Joachim Friedrich, as we intimated once, was not wanting to himself on this occasion. But the affair was full of intricacies; a very wasps'-nest of angry humors; and required to be handled with delicacy, though with force and decision. Joachim Friedrich's eldest Son, Johann Sigismund, Electoral Prince of Brandenburg, had already, in 1594, married one of Albert Friedrich the hypochondriac Duke of Preussen's daughters; and there was a promising family of children; no lack of children.

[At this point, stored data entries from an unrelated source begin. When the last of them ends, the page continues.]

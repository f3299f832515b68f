use unitgen_codegen::{
    ModuleRenderer, ModuleSources,
    paths::{BINDING_PROVIDER_UNIT, MODULE_INFO_UNIT},
};
use unitgen_core::namespace_to_package_name;
use unitgen_ir::{Module, SchemaContext};

use crate::{naming::string_literal, unit};

/// Renders the per-module `$ModuleInfoImpl` singleton and the
/// `$ModelBindingProvider` service implementation that exposes it.
#[derive(Debug, Clone)]
pub struct JavaModuleRenderer {
    base_package: String,
    service: String,
}

impl JavaModuleRenderer {
    /// `base_package` must match the aggregator's so that imported modules
    /// resolve to the packages they are generated into.
    pub fn new(base_package: impl Into<String>, service: impl Into<String>) -> Self {
        Self {
            base_package: base_package.into(),
            service: service.into(),
        }
    }

    fn module_info(&self, module: &Module, package: &str, context: &SchemaContext) -> String {
        let class = MODULE_INFO_UNIT;
        let revision = module
            .revision
            .as_deref()
            .map_or_else(|| "null".to_string(), string_literal);
        let imports = context
            .imports_of(module)
            .map(|import| {
                let package = namespace_to_package_name(
                    &self.base_package,
                    &import.namespace,
                    import.revision.as_deref(),
                );
                string_literal(&format!("{package}.{MODULE_INFO_UNIT}"))
            })
            .collect::<Vec<_>>()
            .join(", ");
        let description = module
            .description
            .clone()
            .unwrap_or_else(|| format!("Module info for {}.", module.name));

        unit(package, true)
            .javadoc(&description)
            .block_with_close(&format!("public final class {class} {{"), "}", |b| {
                b.line(&format!(
                    "public static final java.lang.String NAME = {};",
                    string_literal(&module.name)
                ))
                .line(&format!(
                    "public static final java.lang.String NAMESPACE = {};",
                    string_literal(&module.namespace)
                ))
                .line(&format!("public static final java.lang.String REVISION = {revision};"))
                .blank()
                .line(&format!(
                    "private static final java.util.List<java.lang.String> IMPORTS = java.util.List.of({imports});"
                ))
                .line(&format!("private static final {class} INSTANCE = new {class}();"))
                .blank()
                .block_with_close(&format!("private {class}() {{"), "}", |b| b)
                .blank()
                .block_with_close(&format!("public static {class} getInstance() {{"), "}", |b| {
                    b.line("return INSTANCE;")
                })
                .blank()
                .block_with_close(
                    "public java.util.List<java.lang.String> getImportedModules() {",
                    "}",
                    |b| b.line("return IMPORTS;"),
                )
            })
            .build()
    }

    fn provider(&self, package: &str) -> String {
        unit(package, true)
            .block_with_close(
                &format!(
                    "public final class {BINDING_PROVIDER_UNIT} implements {} {{",
                    self.service
                ),
                "}",
                |b| {
                    b.line("@Override")
                        .block_with_close("public java.lang.Object getModuleInfo() {", "}", |b| {
                            b.line(&format!("return {MODULE_INFO_UNIT}.getInstance();"))
                        })
                },
            )
            .build()
    }
}

impl ModuleRenderer for JavaModuleRenderer {
    fn render(&self, module: &Module, package: &str, context: &SchemaContext) -> ModuleSources {
        ModuleSources {
            module_info: self.module_info(module, package, context),
            provider: self.provider(package),
            providers: vec![format!("{package}.{BINDING_PROVIDER_UNIT}")],
        }
    }
}
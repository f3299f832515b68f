use std::{
    io::{BufWriter, Write},
    path::{Path, PathBuf},
};

use eyre::{Result, WrapErr};

/// A file whose path, existence policy and content are all derived from itself.
pub trait GeneratedFile {
    /// Get the file path relative to the base directory
    fn path(&self, base: &Path) -> PathBuf;

    /// How an existing file at [`path`](Self::path) is treated
    fn overwrite(&self) -> Overwrite;

    /// Render the file content
    fn render(&self) -> String;
}

/// Write `content` to `path`, creating parent directories as needed.
///
/// The path is made absolute first. The handle is scoped to this call and
/// released on every exit path; a failed write may leave a partial file.
pub fn write_file(path: &Path, content: &str) -> Result<()> {
    let path = std::path::absolute(path)
        .wrap_err_with(|| format!("could not resolve '{}'", path.display()))?;
    if let Some(parent) = path.parent() {
        std::fs::create_dir_all(parent)
            .wrap_err_with(|| format!("could not create directory '{}'", parent.display()))?;
    }

    let file = std::fs::File::create(&path)
        .wrap_err_with(|| format!("could not create file '{}'", path.display()))?;
    let mut writer = BufWriter::new(file);
    writer
        .write_all(content.as_bytes())
        .and_then(|()| writer.flush())
        .wrap_err_with(|| format!("could not write file '{}'", path.display()))?;
    Ok(())
}

/// Result of a write operation
#[derive(Debug, Clone, Copy, PartialEq, Eq)]
pub enum WriteResult {
    /// File was written
    Written,
    /// File was skipped (already exists and is kept on purpose)
    Skipped,
    /// File was not written because another unit already owns the path
    Conflict,
}

/// How to handle existing files
#[derive(Debug, Clone, Copy, PartialEq, Eq)]
pub enum Overwrite {
    /// Always overwrite (module artifacts, registration file)
    Always,
    /// Only create if file doesn't exist (hand-maintained units)
    IfMissing,
    /// Never overwrite; an existing file is a naming conflict
    Never,
}

impl Overwrite {
    /// Decide what writing to `path` would do given what is on disk now.
    pub fn decide(self, path: &Path) -> WriteResult {
        self.resolve(path.exists())
    }

    /// Decide given whether the target is taken.
    pub fn resolve(self, exists: bool) -> WriteResult {
        match (self, exists) {
            (Overwrite::Always, _) | (_, false) => WriteResult::Written,
            (Overwrite::IfMissing, true) => WriteResult::Skipped,
            (Overwrite::Never, true) => WriteResult::Conflict,
        }
    }
}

Nevertheless prudent Joachim Friedrich himself, now a widower, age towards sixty, did farther, in the present emergency, marry another of these Princesses, a younger Sister of his Son's Wife,—seven months after George Friedrich's death,—to make assurance doubly sure, A man not to be balked, if he can help it. By virtue of excellent management,—Duchess, Prussian STANDE (States), and Polish Crown, needing all to be contented,—Joachim Friedrich, with gentle strong pressure, did furthermore squeeze his way into the actual Guardianship of Preussen and the imbecile Duke, which was his by right. This latter feat he achieved in the course of another year (11th March, 1605); [Stenzel, i. 358.] and thereby fairly got hold of Preussen; which he grasped, "knuckles-white," as we may say; and which his descendants have never quitted since.
Good management was very necessary. The thing was difficult;—and also was of more importance than we yet altogether see. Not Preussen only, but a still better country, the Duchy of Cleve, Cleve-Julich, Duke Wilhelm's Heritage down in the Rhineland,—Heritage turning out now to be of right his eldest Daughter's here, and likely now to drop soon,—is involved in the thing. This first crisis, of getting into the Prussian Administratorship, fallen vacant, our vigilant Kurfurst Joachim Friedrich has successfully managed; and he holds his grip, knuckles-white. Before long, a second crisis comes; where also he will have to grasp decisively in,—he, or those that stand for him, and whose knuckles can still hold, But that may go to a new Chapter.